Verschiedenste Redner*innen, darunter sowohl Ukrainer*innen als auch Bundespräsident Alexander Van der Bellen, sprechen sich gegen den Krieg zwischen Russland und der Ukraine aus und appellieren an das Publikum, zu spenden. Dies wird durch zahlreiche Möglichkeiten für jede*n zugänglich gemacht, sodass keine Ausrede gilt: Egal ob Onlineüberweisung durch das Scannen eines der überall angebrachten QR-Codes, Werfen von Bargeld in eine Spendenbox, Kartenzahlung oder freiwilliger Verzicht auf den Becherpfand. Der Erlös geht an SOS-Kinderdorf und Nachbar in Not, um die vom Krieg betroffene Zivilbevölkerung zu unterstützen. Über 150.000€ konnten im Laufe der Veranstaltung gesammelt werden. Im Angesicht einer humanitären Katastrophe erfreut dieses Ergebnis durchaus.
Trotzdem fragt man sich spätestens bei den Moshpits, die sich mit dem abschließenden Auftritt der Band Wanda bilden, wie diese Feierstimmung mit den davor geschalteten Videos von flüchtenden Familien zusammenpassen soll.

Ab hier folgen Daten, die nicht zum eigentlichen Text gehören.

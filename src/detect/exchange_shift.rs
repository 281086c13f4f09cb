//! Exchange shift detector: the Betfair exchange moves an h2h implied
//! probability by a significant amount between polls.

use anyhow::Result;
use sqlx::SqlitePool;
use std::collections::HashMap;

use crate::config::Config;
use crate::db;
use crate::models::{ExchangeBookLine, OddsSnapshot, ShiftDirection, Signal, SignalDetails};
use crate::utils::american_to_implied_prob;

use super::{is_us_book, round4, BETFAIR_KEY};

pub async fn detect(
    config: &Config,
    pool: &SqlitePool,
    event_id: &str,
    fetched_at: &str,
) -> Result<Vec<Signal>> {
    let latest = db::get_latest_snapshots(pool, event_id).await?;
    let previous = db::get_previous_snapshots(pool, event_id, fetched_at).await?;
    if latest.is_empty() || previous.is_empty() {
        return Ok(Vec::new());
    }

    // Previous Betfair rows by (market, outcome).
    let prev_map: HashMap<(&str, &str), &OddsSnapshot> = previous
        .iter()
        .filter(|row| row.bookmaker_key == BETFAIR_KEY)
        .map(|row| ((row.market_key.as_str(), row.outcome_name.as_str()), row))
        .collect();
    if prev_map.is_empty() {
        return Ok(Vec::new());
    }

    // Current US book lines by (market, outcome, bookmaker).
    let us_current: HashMap<(&str, &str, &str), &OddsSnapshot> = latest
        .iter()
        .filter(|row| is_us_book(&row.bookmaker_key))
        .map(|row| {
            (
                (
                    row.market_key.as_str(),
                    row.outcome_name.as_str(),
                    row.bookmaker_key.as_str(),
                ),
                row,
            )
        })
        .collect();

    let mut signals = Vec::new();

    for row in &latest {
        if row.bookmaker_key != BETFAIR_KEY {
            continue;
        }
        // Exchange data is only reliable for h2h.
        if row.market_key != "h2h" {
            continue;
        }
        let Some(prev) = prev_map.get(&(row.market_key.as_str(), row.outcome_name.as_str()))
        else {
            continue;
        };

        let old_prob = american_to_implied_prob(prev.price);
        let new_prob = american_to_implied_prob(row.price);
        let shift = (new_prob - old_prob).abs();
        if shift < config.exchange_shift_threshold {
            continue;
        }

        let direction = if new_prob > old_prob {
            ShiftDirection::Shortened
        } else {
            ShiftDirection::Drifted
        };
        // 15% probability shift = max strength.
        let strength = (shift / 0.15).min(1.0);

        // US books that haven't adjusted to the exchange move. Shortened means
        // the exchange thinks the side is more likely, so a US book still
        // below the new probability pays out too well; drifted is the mirror.
        let mut value_books: Vec<ExchangeBookLine> = Vec::new();
        for ((mk, on, bm_key), us_row) in &us_current {
            if *mk != row.market_key || *on != row.outcome_name {
                continue;
            }
            let us_prob = american_to_implied_prob(us_row.price);
            let lagging = match direction {
                ShiftDirection::Shortened => us_prob < new_prob,
                ShiftDirection::Drifted => us_prob > new_prob,
            };
            if lagging {
                value_books.push(ExchangeBookLine {
                    bookmaker: bm_key.to_string(),
                    current_line: us_row.price,
                    implied_prob: round4(us_prob),
                });
            }
        }

        signals.push(Signal {
            event_id: event_id.to_string(),
            sport_key: row.sport_key.clone(),
            home_team: row.home_team.clone(),
            away_team: row.away_team.clone(),
            market_key: row.market_key.clone(),
            outcome_name: row.outcome_name.clone(),
            strength,
            description: format!(
                "Exchange shift: {} {direction} on Betfair ({:.1}% -> {:.1}%, shift {:.1}%)",
                row.outcome_name,
                old_prob * 100.0,
                new_prob * 100.0,
                shift * 100.0,
            ),
            details: SignalDetails::ExchangeShift {
                old_price: prev.price,
                new_price: row.price,
                old_implied_prob: round4(old_prob),
                new_implied_prob: round4(new_prob),
                shift: round4(shift),
                direction,
                value_books,
            },
        });
    }

    Ok(signals)
}

#[cfg(test)]
mod tests {
    use super::*;
    use crate::db::testutil::{memory_pool, snap};
    use crate::models::SignalKind;

    #[tokio::test]
    async fn test_exchange_shift_detected() {
        let pool = memory_pool().await;
        let config = Config::for_tests();
        let event = "evt_ex1";
        let t1 = "2025-01-15T12:00:00+00:00";
        let t2 = "2025-01-15T12:20:00+00:00";

        // -150 → ~60% implied, -250 → ~71% implied: ~11% shift
        db::insert_snapshots(
            &pool,
            &[
                snap(event, "betfair_ex_eu", "h2h", "Lakers", -150.0, None, t1),
                snap(event, "betfair_ex_eu", "h2h", "Lakers", -250.0, None, t2),
            ],
        )
        .await
        .unwrap();

        let signals = detect(&config, &pool, event, t2).await.unwrap();
        assert_eq!(signals.len(), 1);
        let sig = &signals[0];
        assert_eq!(sig.kind(), SignalKind::ExchangeShift);
        let SignalDetails::ExchangeShift {
            direction, shift, ..
        } = &sig.details
        else {
            panic!("wrong details variant");
        };
        assert_eq!(*direction, ShiftDirection::Shortened);
        assert!(*shift > 0.05);
    }

    #[tokio::test]
    async fn test_small_shift_ignored() {
        let pool = memory_pool().await;
        let config = Config::for_tests();
        let event = "evt_ex2";
        let t1 = "2025-01-15T12:00:00+00:00";
        let t2 = "2025-01-15T12:20:00+00:00";

        db::insert_snapshots(
            &pool,
            &[
                snap(event, "betfair_ex_eu", "h2h", "Lakers", -150.0, None, t1),
                snap(event, "betfair_ex_eu", "h2h", "Lakers", -155.0, None, t2),
            ],
        )
        .await
        .unwrap();

        let signals = detect(&config, &pool, event, t2).await.unwrap();
        assert!(signals.is_empty());
    }

    #[tokio::test]
    async fn test_non_exchange_books_ignored() {
        let pool = memory_pool().await;
        let config = Config::for_tests();
        let event = "evt_ex3";
        let t1 = "2025-01-15T12:00:00+00:00";
        let t2 = "2025-01-15T12:20:00+00:00";

        db::insert_snapshots(
            &pool,
            &[
                snap(event, "draftkings", "h2h", "Lakers", -150.0, None, t1),
                snap(event, "draftkings", "h2h", "Lakers", -250.0, None, t2),
            ],
        )
        .await
        .unwrap();

        let signals = detect(&config, &pool, event, t2).await.unwrap();
        assert!(signals.is_empty());
    }

    #[tokio::test]
    async fn test_lagging_us_books_listed() {
        let pool = memory_pool().await;
        let config = Config::for_tests();
        let event = "evt_ex4";
        let t1 = "2025-01-15T12:00:00+00:00";
        let t2 = "2025-01-15T12:20:00+00:00";

        db::insert_snapshots(
            &pool,
            &[
                snap(event, "betfair_ex_eu", "h2h", "Lakers", -150.0, None, t1),
                snap(event, "draftkings", "h2h", "Lakers", -150.0, None, t1),
                snap(event, "betfair_ex_eu", "h2h", "Lakers", -250.0, None, t2),
                // Still at -150 (~60% implied) vs the new ~71%: value
                snap(event, "draftkings", "h2h", "Lakers", -150.0, None, t2),
            ],
        )
        .await
        .unwrap();

        let signals = detect(&config, &pool, event, t2).await.unwrap();
        assert_eq!(signals.len(), 1);
        let SignalDetails::ExchangeShift { value_books, .. } = &signals[0].details else {
            panic!("wrong details variant");
        };
        assert_eq!(value_books.len(), 1);
        assert_eq!(value_books[0].bookmaker, "draftkings");
    }

    #[tokio::test]
    async fn test_drifted_direction() {
        let pool = memory_pool().await;
        let config = Config::for_tests();
        let event = "evt_ex5";
        let t1 = "2025-01-15T12:00:00+00:00";
        let t2 = "2025-01-15T12:20:00+00:00";

        db::insert_snapshots(
            &pool,
            &[
                snap(event, "betfair_ex_eu", "h2h", "Lakers", -250.0, None, t1),
                snap(event, "betfair_ex_eu", "h2h", "Lakers", -150.0, None, t2),
            ],
        )
        .await
        .unwrap();

        let signals = detect(&config, &pool, event, t2).await.unwrap();
        assert_eq!(signals.len(), 1);
        let SignalDetails::ExchangeShift { direction, .. } = &signals[0].details else {
            panic!("wrong details variant");
        };
        assert_eq!(*direction, ShiftDirection::Drifted);
    }
}
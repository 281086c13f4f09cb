//! Line-movement detectors. Each detector is a pure read over the snapshot
//! store: input (event_id, fetched_at), output zero or more signals.

pub mod exchange_shift;
pub mod pinnacle_divergence;
pub mod pipeline;
pub mod rapid_change;
pub mod reverse_line;
pub mod steam_move;

use anyhow::Result;
use sqlx::SqlitePool;

use crate::config::Config;
use crate::models::Signal;

pub use crate::db::PINNACLE_KEY;

/// The exchange bookmaker monitored for implied-probability shifts.
pub const BETFAIR_KEY: &str = "betfair_ex_eu";

/// US retail books considered for value-side recommendations.
pub const US_BOOKS: [&str; 5] = [
    "draftkings",
    "fanduel",
    "betmgm",
    "caesars",
    "williamhill_us",
];

pub fn is_us_book(bookmaker_key: &str) -> bool {
    US_BOOKS.contains(&bookmaker_key)
}

/// The closed set of detection strategies.
#[derive(Debug, Clone, Copy, PartialEq, Eq)]
pub enum Detector {
    SteamMove,
    RapidChange,
    PinnacleDivergence,
    ReverseLine,
    ExchangeShift,
}

impl Detector {
    pub const ALL: [Detector; 5] = [
        Detector::SteamMove,
        Detector::RapidChange,
        Detector::PinnacleDivergence,
        Detector::ReverseLine,
        Detector::ExchangeShift,
    ];

    pub fn name(&self) -> &'static str {
        match self {
            Detector::SteamMove => "steam_move",
            Detector::RapidChange => "rapid_change",
            Detector::PinnacleDivergence => "pinnacle_divergence",
            Detector::ReverseLine => "reverse_line",
            Detector::ExchangeShift => "exchange_shift",
        }
    }

    pub async fn detect(
        &self,
        config: &Config,
        pool: &SqlitePool,
        event_id: &str,
        fetched_at: &str,
    ) -> Result<Vec<Signal>> {
        match self {
            Detector::SteamMove => steam_move::detect(config, pool, event_id, fetched_at).await,
            Detector::RapidChange => rapid_change::detect(config, pool, event_id, fetched_at).await,
            Detector::PinnacleDivergence => {
                pinnacle_divergence::detect(config, pool, event_id, fetched_at).await
            }
            Detector::ReverseLine => reverse_line::detect(config, pool, event_id, fetched_at).await,
            Detector::ExchangeShift => {
                exchange_shift::detect(config, pool, event_id, fetched_at).await
            }
        }
    }
}

/// Movement of one line between two snapshots: price delta for h2h, point
/// delta otherwise (price as a fallback when a point is missing).
pub(crate) fn line_delta(
    market_key: &str,
    first: &crate::models::OddsSnapshot,
    last: &crate::models::OddsSnapshot,
) -> f64 {
    if market_key != "h2h" {
        if let (Some(first_pt), Some(last_pt)) = (first.point, last.point) {
            return last_pt - first_pt;
        }
    }
    last.price - first.price
}

/// Presentational rounding for details payloads; never used in threshold math.
pub(crate) fn round2(value: f64) -> f64 {
    (value * 100.0).round() / 100.0
}

pub(crate) fn round4(value: f64) -> f64 {
    (value * 10_000.0).round() / 10_000.0
}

Eine Entschuldigung zu feiern?
„Viele Leute sehen das Benefizkonzert sicher als Entschuldigung zu feiern“, meint WU-Student Stefan. Er ist zufällig auf die Veranstaltung gestoßen und beobachtet das Treiben eher aus den hinteren Reihen. Obwohl er davon überzeugt ist, dass Aktionen wie die Kundgebung am Heldenplatz den Verlauf des Krieges kaum beeinflussen, findet er sie geeignet, um das Bewusstsein für die Situation zu erhöhen. Hierbei ist auch der Entertainmentfaktor nützlich. Dadurch wird ein viel breiteres Publikum zugänglich, als man mit einer bloßen Demonstration erreichen könnte.
Zuhause sitzen bringt noch weniger
Dennoch zweifeln viele, ob die Art der Veranstaltung situationsangemessen ist. Auch Ewa, die an der Angewandten studiert, beschreibt das „schräge Gefühl, hier in der Sonne zu sitzen, als wäre man am Donauinselfest, während in der Ukraine alles in Schutt und Asche liegt.“ Sie räumt ein, dass es vermutlich mehr bringen würde, ankommenden Flüchtlingen am Hauptbahnhof zu helfen. Trotzdem findet sie die Veranstaltung sinnvoll, weil sie einen Anreiz zum Spenden bietet. „Es hat ja auch jede Art von Protest den Charakter: ein paar Dosen Bier mitnehmen und eine neue Ausrede zum Feiern. Aber wenn wir alle zuhause sitzen, bringt’s noch weniger.“
Tanzen im Namen des guten Zwecks
Viele junge Leute teilen diese Haltung. Ist das Gewissen erst einmal durch Spenden beruhigt, steht einem hemmungslosen Tanzen im Namen des guten Zwecks nicht mehr im Wege. Obwohl die Veranstalter*innen immer wieder zum Tragen der Maske aufrufen, wird das in den vordersten Reihen zur Seltenheit. Dies verwundert aber kaum angesichts der Kombination von Winters- und Pandemiemüdigkeit, die es nun abzuschütteln gilt.
Die jungen Menschen versuchen an diesem Tag nicht, sich moralisch überlegen zu fühlen. Dennoch bemerkt man bei den Anwesenden ein umfangreiches Wissen und Reflexionsvermögen über die aktuelle Situation. Sie finden es selbstverständlich, nicht mehr benötigte Schlafsäcke und ihr meist knappes Geld an die Bedürftigen zu spenden. Aber das muss sich nicht mit dem jugendlichen Drang zu feiern schlagen. Der pragmatische Blick der Generation zwischen Spaßgesellschaft und politischem Bewusstsein zeigt sich nirgends besser als auf diesem Benefizkonzert.
Solidarität mit der Ukraine
Sozialpädagogin Line wirft die Frage auf, wie man aus unserer privilegierten Position auf die tragische Weltpolitik reagieren soll. „Es ist super, wenn man etwas macht, das Leute sowieso anspricht, und die Einnahmen spendet.“ Veranstaltungen wie diese stärken den Zusammenhalt innerhalb der EU und lassen die Ukraine wissen: „yes, we care.“ Das tun wir nicht weniger, nur weil wir in der Sonne tanzen.